Right now in some code that I am developing alongside other institutions, we are storing our DNN weights in constant arrays. CMSSW uses a package called Alpaka that acts as a wrapper around CUDA, but the code compiles with NVCC like normal CUDA code:
Specifically, ignoring the Alpaka naming, our weights are stored with the device const keywords. We use our DNN weights for inference here: cmssw/RecoTracker/LSTCore/src/alpaka/NeuralNetwork.h at master · cms-sw/cmssw · GitHub
My concern is that I am trying to improve on this by loading the weights from binary files at the start of code execution rather than storing the weights in plain text as constant arrays. To my surprise however, doing this is much slower and the reason seems to be because of the const keyword used to store the weight arrays. You can see my timing results below, but without the const keyword the inference time becomes much slower. The const keyword also provides more speedup than using constant memory, which was also a surprise to me.
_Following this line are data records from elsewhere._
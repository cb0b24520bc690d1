//! Shared state for the request handler.

use std::path::PathBuf;
use std::sync::Arc;

use kiln_build::Pipeline;
use kiln_cache::ArtifactCache;

/// Everything a request needs. Cloned per request.
#[derive(Clone)]
pub struct AppState {
    /// Project root that request paths are resolved against.
    pub root: Arc<PathBuf>,
    /// The artifact cache shared with the build driver.
    pub cache: ArtifactCache,
    /// Transform used for on-demand script requests.
    pub pipeline: Pipeline,
}
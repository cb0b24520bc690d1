//! Incremental, watch-driven builds feeding the artifact cache.
//!
//! A [`BuildDriver`] runs a [`BuildEngine`] against an [`InterceptingFs`].
//! Every file the engine emits is written through the adapter, which
//! normalizes the path into an artifact key and stores either the raw build
//! state or the [`Pipeline`] output in the shared
//! [`ArtifactCache`](kiln_cache::ArtifactCache).

#![warn(missing_docs)]

pub mod driver;
pub mod engine;
pub mod error;
pub mod fs;
pub mod paths;
pub mod status;
pub mod transform;

pub use driver::{report, BuildDriver, DriverState, Reporter};
pub use engine::{BuildEngine, BuildOutput, OxcEngine};
pub use error::BuildError;
pub use fs::{FileSystem, InterceptingFs, RealFs};
pub use paths::artifact_key;
pub use status::BuildStatus;
pub use transform::Pipeline;
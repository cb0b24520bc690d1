//! The build driver: one incremental build for the lifetime of a server.
//!
//! The driver runs a first pass synchronously in [`BuildDriver::start`]. In
//! [`BuildMode::Watch`] it then hands the engine to a watch thread that
//! coalesces file events and runs another pass per burst. In
//! [`BuildMode::OneShot`] the engine is dropped after the first pass.
//! [`BuildDriver::close`] is terminal.

use std::collections::BTreeSet;
use std::io::{self, Write};
use std::path::{Path, PathBuf};
use std::sync::mpsc::{self, Receiver, RecvTimeoutError, Sender};
use std::thread::{self, JoinHandle};
use std::time::{Duration, Instant};

use kiln_config::BuildMode;
use kiln_diagnostics::{Diagnostic, DiagnosticRenderer, Severity, SourceDb, TerminalRenderer};
use notify::{Event, EventKind, RecommendedWatcher, RecursiveMode, Watcher};

use crate::engine::{BuildEngine, BuildOutput};
use crate::error::BuildError;
use crate::fs::FileSystem;
use crate::paths::is_watch_relevant;
use crate::status::BuildStatus;

/// Quiet period that ends a burst of file events.
const DEBOUNCE: Duration = Duration::from_millis(75);

/// Lifecycle of a [`BuildDriver`].
#[derive(Debug, Clone, Copy, PartialEq, Eq)]
pub enum DriverState {
    /// Loading configuration and running the first pass.
    Initializing,
    /// Rebuilding on every relevant file change.
    Watching,
    /// First pass done, watch session torn down. The cache stays populated.
    OneShot,
    /// Closed by its owner. Terminal.
    Closed,
}

/// Renders diagnostics with source context to the diagnostic channel.
pub struct Reporter {
    out: Box<dyn Write + Send>,
    renderer: TerminalRenderer,
}

impl Reporter {
    /// Reports to `out`.
    pub fn new(out: impl Write + Send + 'static, color: bool) -> Self {
        Self {
            out: Box::new(out),
            renderer: TerminalRenderer::new(color),
        }
    }

    /// Reports to standard error.
    pub fn stderr(color: bool) -> Self {
        Self::new(io::stderr(), color)
    }

    /// Reports one pass and returns its error count.
    pub fn report(&mut self, output: &BuildOutput) -> usize {
        report(
            &mut self.out,
            &self.renderer,
            &output.diagnostics,
            &output.sources,
        )
    }
}

/// Writes every diagnostic followed by a one-line summary, and returns the
/// number of errors. A failing writer does not change the count.
pub fn report(
    out: &mut dyn Write,
    renderer: &dyn DiagnosticRenderer,
    diagnostics: &[Diagnostic],
    sources: &SourceDb,
) -> usize {
    let error_count = diagnostics.iter().filter(|d| d.severity.is_error()).count();
    if diagnostics.is_empty() {
        return 0;
    }
    let warning_count = diagnostics
        .iter()
        .filter(|d| d.severity == Severity::Warning)
        .count();

    let written = diagnostics
        .iter()
        .try_for_each(|diag| writeln!(out, "{}", renderer.render(diag, sources)))
        .and_then(|()| {
            writeln!(
                out,
                "   Result: {error_count} error(s), {warning_count} warning(s)"
            )
        })
        .and_then(|()| out.flush());
    if let Err(e) = written {
        tracing::debug!("diagnostics not written: {e}");
    }
    error_count
}

/// Everything a pass needs. Owned by the driver until the first pass is
/// done, then by the watch thread.
struct Session {
    engine: Box<dyn BuildEngine>,
    fs: Box<dyn FileSystem>,
    status: BuildStatus,
    reporter: Reporter,
}

impl Session {
    fn run_pass(&mut self, changed: &[PathBuf]) {
        let started = Instant::now();
        let output = self.engine.build(self.fs.as_ref(), changed);
        for (path, text) in &output.emitted {
            if let Err(e) = self.fs.write(path, text) {
                tracing::warn!(path = %path.display(), "failed to store build output: {e}");
            }
        }
        let errors = self.reporter.report(&output);
        self.status.record_pass(errors);
        tracing::info!(
            emitted = output.emitted.len(),
            errors,
            elapsed_ms = started.elapsed().as_millis() as u64,
            "build pass finished"
        );
    }
}

enum WatchMessage {
    Fs(Event),
    Stop,
}

/// The file watcher and the thread that rebuilds on its events.
struct WatchSession {
    watcher: Option<RecommendedWatcher>,
    tx: Sender<WatchMessage>,
    thread: Option<JoinHandle<()>>,
}

impl WatchSession {
    fn stop(mut self) {
        // No more events once the watcher is gone.
        drop(self.watcher.take());
        let _ = self.tx.send(WatchMessage::Stop);
        if let Some(thread) = self.thread.take() {
            if thread.join().is_err() {
                tracing::warn!("watch thread panicked");
            }
        }
    }
}

/// Owns the incremental build session of one server instance.
pub struct BuildDriver {
    root: PathBuf,
    state: DriverState,
    status: BuildStatus,
    watch: Option<WatchSession>,
}

impl BuildDriver {
    /// Runs the first pass and, in watch mode, starts watching `root`.
    ///
    /// Every emitted file is written through `fs`; diagnostics go to
    /// `reporter`.
    pub fn start(
        root: impl Into<PathBuf>,
        engine: impl BuildEngine + 'static,
        fs: impl FileSystem + 'static,
        mode: BuildMode,
        reporter: Reporter,
    ) -> Result<Self, BuildError> {
        let mut driver = Self {
            root: root.into(),
            state: DriverState::Initializing,
            status: BuildStatus::new(),
            watch: None,
        };
        let mut session = Session {
            engine: Box::new(engine),
            fs: Box::new(fs),
            status: driver.status.clone(),
            reporter,
        };

        match mode {
            BuildMode::OneShot => {
                session.run_pass(&[]);
                driver.transition(DriverState::OneShot);
            }
            BuildMode::Watch => {
                // Attach the watcher first so edits made during the first
                // pass are picked up by the watch thread.
                let (tx, rx) = mpsc::channel();
                let mut watcher = create_watcher(tx.clone())?;
                watcher.watch(&driver.root, RecursiveMode::Recursive)?;

                session.run_pass(&[]);

                let root = driver.root.clone();
                let thread = thread::Builder::new()
                    .name("kiln-watch".to_string())
                    .spawn(move || watch_loop(session, &root, rx))
                    .map_err(|e| BuildError::Io {
                        path: driver.root.clone(),
                        source: e,
                    })?;
                driver.watch = Some(WatchSession {
                    watcher: Some(watcher),
                    tx,
                    thread: Some(thread),
                });
                driver.transition(DriverState::Watching);
            }
        }
        Ok(driver)
    }

    /// Current lifecycle state.
    pub fn state(&self) -> DriverState {
        self.state
    }

    /// Shared outcome of all passes so far.
    pub fn status(&self) -> &BuildStatus {
        &self.status
    }

    /// Releases the watcher and joins the watch thread. Closing twice is a
    /// no-op.
    pub fn close(&mut self) {
        if self.state == DriverState::Closed {
            return;
        }
        if let Some(watch) = self.watch.take() {
            watch.stop();
        }
        self.transition(DriverState::Closed);
    }

    fn transition(&mut self, next: DriverState) {
        tracing::debug!(root = %self.root.display(), from = ?self.state, to = ?next, "build driver");
        self.state = next;
    }
}

impl Drop for BuildDriver {
    fn drop(&mut self) {
        self.close();
    }
}

fn create_watcher(tx: Sender<WatchMessage>) -> Result<RecommendedWatcher, BuildError> {
    let watcher = notify::recommended_watcher(move |res: notify::Result<Event>| match res {
        Ok(event) => {
            let _ = tx.send(WatchMessage::Fs(event));
        }
        Err(e) => tracing::warn!("file watcher error: {e}"),
    })?;
    Ok(watcher)
}

fn watch_loop(mut session: Session, root: &Path, rx: Receiver<WatchMessage>) {
    loop {
        let mut changed = BTreeSet::new();
        match rx.recv() {
            Ok(WatchMessage::Fs(event)) => collect_changes(root, &event, &mut changed),
            Ok(WatchMessage::Stop) | Err(_) => return,
        }
        if changed.is_empty() {
            continue;
        }

        loop {
            match rx.recv_timeout(DEBOUNCE) {
                Ok(WatchMessage::Fs(event)) => collect_changes(root, &event, &mut changed),
                Ok(WatchMessage::Stop) | Err(RecvTimeoutError::Disconnected) => return,
                Err(RecvTimeoutError::Timeout) => break,
            }
        }

        let changed: Vec<PathBuf> = changed.into_iter().collect();
        tracing::debug!(files = changed.len(), "change detected");
        session.run_pass(&changed);
    }
}

fn collect_changes(root: &Path, event: &Event, changed: &mut BTreeSet<PathBuf>) {
    if matches!(event.kind, EventKind::Access(_)) {
        return;
    }
    changed.extend(
        event
            .paths
            .iter()
            .filter(|path| is_watch_relevant(root, path))
            .cloned(),
    );
}
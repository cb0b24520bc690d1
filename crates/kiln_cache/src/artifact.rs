//! The in-memory artifact cache shared by the build driver and the request
//! handler.

use std::collections::{BTreeMap, HashMap};
use std::sync::{Arc, PoisonError, RwLock};

/// Key under which the engine's incremental build state is stored.
///
/// The value under this key is an opaque blob, never a served artifact.
pub const BUILD_INFO_KEY: &str = "tsconfig.tsbuildinfo";

/// Mapping from project-relative path to final served text.
///
/// Cloning is cheap and every clone shares the same storage. Absence of a key
/// means "not built yet", not "does not exist". Writes overwrite; there is no
/// at-most-once guarantee per key.
#[derive(Clone, Debug, Default)]
pub struct ArtifactCache {
    entries: Arc<RwLock<HashMap<String, String>>>,
}

impl ArtifactCache {
    /// Creates an empty cache.
    pub fn new() -> Self {
        Self::default()
    }

    /// Returns a copy of the artifact stored under `key`.
    pub fn get(&self, key: &str) -> Option<String> {
        let entries = self.entries.read().unwrap_or_else(PoisonError::into_inner);
        entries.get(key).cloned()
    }

    /// Stores `value` under `key`, replacing any previous artifact.
    pub fn insert(&self, key: impl Into<String>, value: impl Into<String>) {
        let mut entries = self.entries.write().unwrap_or_else(PoisonError::into_inner);
        entries.insert(key.into(), value.into());
    }

    /// Returns `true` if an artifact is stored under `key`.
    pub fn contains(&self, key: &str) -> bool {
        let entries = self.entries.read().unwrap_or_else(PoisonError::into_inner);
        entries.contains_key(key)
    }

    /// Number of stored entries, including build state.
    pub fn len(&self) -> usize {
        self.entries.read().unwrap_or_else(PoisonError::into_inner).len()
    }

    /// Returns `true` if nothing is stored.
    pub fn is_empty(&self) -> bool {
        self.len() == 0
    }

    /// Merges `entries` into the cache, overwriting existing keys.
    pub fn extend(&self, entries: impl IntoIterator<Item = (String, String)>) {
        let mut current = self.entries.write().unwrap_or_else(PoisonError::into_inner);
        current.extend(entries);
    }

    /// A sorted point-in-time copy of every entry.
    pub fn snapshot(&self) -> BTreeMap<String, String> {
        let entries = self.entries.read().unwrap_or_else(PoisonError::into_inner);
        entries
            .iter()
            .map(|(k, v)| (k.clone(), v.clone()))
            .collect()
    }

    /// The stored incremental build state, if any.
    pub fn build_info(&self) -> Option<String> {
        self.get(BUILD_INFO_KEY)
    }
}

#[cfg(test)]
mod tests {
    use super::*;

    #[test]
    fn insert_and_get() {
        let cache = ArtifactCache::new();
        assert!(cache.is_empty());
        cache.insert("src/a.ts", "export {};");
        assert_eq!(cache.get("src/a.ts").as_deref(), Some("export {};"));
        assert!(cache.contains("src/a.ts"));
        assert!(!cache.contains("src/b.ts"));
    }

    #[test]
    fn overwrite_last_writer_wins() {
        let cache = ArtifactCache::new();
        cache.insert("src/a.ts", "one");
        cache.insert("src/a.ts", "two");
        assert_eq!(cache.get("src/a.ts").as_deref(), Some("two"));
        assert_eq!(cache.len(), 1);
    }

    #[test]
    fn clones_share_storage() {
        let cache = ArtifactCache::new();
        let other = cache.clone();
        other.insert(BUILD_INFO_KEY, "{}");
        assert_eq!(cache.build_info().as_deref(), Some("{}"));
    }

    #[test]
    fn snapshot_is_sorted_copy() {
        let cache = ArtifactCache::new();
        cache.extend([
            ("src/b.ts".to_string(), "b".to_string()),
            ("src/a.ts".to_string(), "a".to_string()),
        ]);
        let snap = cache.snapshot();
        cache.insert("src/c.ts", "c");
        assert_eq!(snap.keys().collect::<Vec<_>>(), vec!["src/a.ts", "src/b.ts"]);
    }

    #[test]
    fn concurrent_inserts() {
        use std::thread;

        let cache = ArtifactCache::new();
        let handles: Vec<_> = (0..8)
            .map(|t| {
                let cache = cache.clone();
                thread::spawn(move || {
                    for i in 0..50 {
                        cache.insert(format!("src/{t}/{i}.ts"), "x");
                    }
                })
            })
            .collect();
        for h in handles {
            h.join().unwrap();
        }
        assert_eq!(cache.len(), 400);
    }
}
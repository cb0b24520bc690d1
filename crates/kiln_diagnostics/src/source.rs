//! Source text owned by a build pass, indexed for line/column lookup.

use serde::{Deserialize, Serialize};
use std::path::PathBuf;

/// Opaque identifier for a source file held by a [`SourceDb`].
#[derive(Clone, Copy, PartialEq, Eq, Hash, Debug, Serialize, Deserialize)]
pub struct FileId(u32);

impl FileId {
    /// A dummy file ID used for diagnostics without a source location.
    pub const DUMMY: FileId = FileId(u32::MAX);

    /// Creates a `FileId` from a raw `u32` value.
    pub fn from_raw(raw: u32) -> Self {
        Self(raw)
    }

    /// Returns the raw `u32` value of this `FileId`.
    pub fn as_raw(self) -> u32 {
        self.0
    }
}

/// A byte offset range within a source file. `start` is inclusive, `end` exclusive.
#[derive(Clone, Copy, PartialEq, Eq, Hash, Debug, Serialize, Deserialize)]
pub struct Span {
    /// The source file this span belongs to.
    pub file: FileId,
    /// Byte offset of the start of the span.
    pub start: u32,
    /// Byte offset of the end of the span.
    pub end: u32,
}

impl Span {
    /// A dummy span used when no source location is available.
    pub const DUMMY: Span = Span {
        file: FileId::DUMMY,
        start: 0,
        end: 0,
    };

    /// Creates a new span in the given file with the given byte range.
    pub fn new(file: FileId, start: u32, end: u32) -> Self {
        Self { file, start, end }
    }

    /// Returns `true` if this is the dummy span.
    pub fn is_dummy(&self) -> bool {
        self.file == FileId::DUMMY
    }
}

/// A source file with precomputed line starts.
pub struct SourceFile {
    /// Path shown in rendered diagnostics (project-relative where possible).
    pub path: PathBuf,
    /// The full text content of the file.
    pub content: String,
    line_starts: Vec<u32>,
}

impl SourceFile {
    fn new(path: PathBuf, content: String) -> Self {
        let line_starts = compute_line_starts(&content);
        Self {
            path,
            content,
            line_starts,
        }
    }

    /// Converts a byte offset into 1-indexed (line, column) coordinates.
    ///
    /// Offsets past the end of the file resolve to the last position.
    pub fn line_col(&self, byte_offset: u32) -> (u32, u32) {
        let offset = byte_offset.min(self.content.len() as u32);
        let line_idx = match self.line_starts.binary_search(&offset) {
            Ok(idx) => idx,
            Err(idx) => idx - 1,
        };
        let line = (line_idx as u32) + 1;
        let col = offset - self.line_starts[line_idx] + 1;
        (line, col)
    }

    /// Returns the full line of text containing `byte_offset`, without the newline.
    pub fn line_text(&self, byte_offset: u32) -> &str {
        let (line, _) = self.line_col(byte_offset);
        let start = self.line_starts[(line - 1) as usize] as usize;
        let end = self
            .line_starts
            .get(line as usize)
            .map_or(self.content.len(), |next| (*next as usize).saturating_sub(1));
        self.content
            .get(start..end)
            .unwrap_or_default()
            .trim_end_matches('\r')
    }
}

fn compute_line_starts(content: &str) -> Vec<u32> {
    let mut starts = vec![0u32];
    for (i, byte) in content.bytes().enumerate() {
        if byte == b'\n' {
            starts.push((i + 1) as u32);
        }
    }
    starts
}

/// The sources that produced diagnostics during one build pass.
#[derive(Default)]
pub struct SourceDb {
    files: Vec<SourceFile>,
}

impl SourceDb {
    /// Creates an empty source database.
    pub fn new() -> Self {
        Self { files: Vec::new() }
    }

    /// Adds a source file and returns its [`FileId`].
    pub fn add_source(&mut self, path: impl Into<PathBuf>, content: String) -> FileId {
        let id = FileId::from_raw(self.files.len() as u32);
        self.files.push(SourceFile::new(path.into(), content));
        id
    }

    /// Returns the [`SourceFile`] for `id`, or `None` for unknown or dummy IDs.
    pub fn get_file(&self, id: FileId) -> Option<&SourceFile> {
        self.files.get(id.as_raw() as usize)
    }

    /// Number of files held.
    pub fn len(&self) -> usize {
        self.files.len()
    }

    /// Returns `true` if no files have been added.
    pub fn is_empty(&self) -> bool {
        self.files.is_empty()
    }
}

#[cfg(test)]
mod tests {
    use super::*;

    fn make_file(content: &str) -> SourceFile {
        SourceFile::new(PathBuf::from("src/a.ts"), content.to_string())
    }

    #[test]
    fn line_starts_computation() {
        let f = make_file("abc\ndef\nghi");
        assert_eq!(f.line_starts, vec![0, 4, 8]);
    }

    #[test]
    fn line_col_resolution() {
        let f = make_file("abc\ndef\nghi");
        assert_eq!(f.line_col(0), (1, 1));
        assert_eq!(f.line_col(4), (2, 1));
        assert_eq!(f.line_col(5), (2, 2));
        assert_eq!(f.line_col(8), (3, 1));
    }

    #[test]
    fn line_col_clamps_past_end() {
        let f = make_file("ab");
        assert_eq!(f.line_col(99), (1, 3));
    }

    #[test]
    fn line_text_extraction() {
        let f = make_file("const a = 1;\r\nconst b = ;\nlast");
        assert_eq!(f.line_text(0), "const a = 1;");
        assert_eq!(f.line_text(16), "const b = ;");
        assert_eq!(f.line_text(30), "last");
    }

    #[test]
    fn dummy_span() {
        assert!(Span::DUMMY.is_dummy());
        assert!(!Span::new(FileId::from_raw(0), 0, 1).is_dummy());
    }

    #[test]
    fn db_lookup() {
        let mut db = SourceDb::new();
        let a = db.add_source("a.ts", "one".to_string());
        let b = db.add_source("b.ts", "two".to_string());
        assert_ne!(a, b);
        assert_eq!(db.len(), 2);
        assert_eq!(db.get_file(b).unwrap().content, "two");
        assert!(db.get_file(FileId::DUMMY).is_none());
    }
}
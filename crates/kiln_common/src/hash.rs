//! Content hashing for cache fingerprints and incremental rebuilds.

use serde::{Deserialize, Serialize};
use std::fmt;

/// A 128-bit content hash computed using XXH3.
///
/// Two inputs with the same `ContentHash` are assumed to be identical. Used to
/// fingerprint cache snapshots and to detect which sources changed between
/// build passes.
#[derive(Clone, Copy, PartialEq, Eq, Hash, Serialize, Deserialize)]
pub struct ContentHash([u8; 16]);

impl ContentHash {
    /// Computes a content hash from a byte slice using XXH3-128.
    pub fn from_bytes(data: &[u8]) -> Self {
        let hash = xxhash_rust::xxh3::xxh3_128(data);
        Self(hash.to_le_bytes())
    }

    /// Computes one hash over several inputs.
    ///
    /// Each part is length-prefixed, so moving bytes from the end of one
    /// part to the start of the next changes the hash.
    pub fn from_parts(parts: &[&[u8]]) -> Self {
        let mut hasher = xxhash_rust::xxh3::Xxh3::new();
        for part in parts {
            hasher.update(&(part.len() as u64).to_le_bytes());
            hasher.update(part);
        }
        Self(hasher.digest128().to_le_bytes())
    }
}

impl fmt::Display for ContentHash {
    fn fmt(&self, f: &mut fmt::Formatter<'_>) -> fmt::Result {
        for byte in &self.0 {
            write!(f, "{byte:02x}")?;
        }
        Ok(())
    }
}

impl fmt::Debug for ContentHash {
    fn fmt(&self, f: &mut fmt::Formatter<'_>) -> fmt::Result {
        write!(f, "ContentHash({:02x}{:02x}..)", self.0[0], self.0[1])
    }
}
I was hoping if someone could tell me whether this is expected? And if there are any ideas for how I can recover this performance while still loading the weights from a file at the start of the run?
edit: I forgot to add that one of our motivations for doing this was to see if lower-precision network weights could improve timing performance. Maybe someone can correct me if this is wrong, but I don’t think you can define a half-precision const array in CUDA with literals?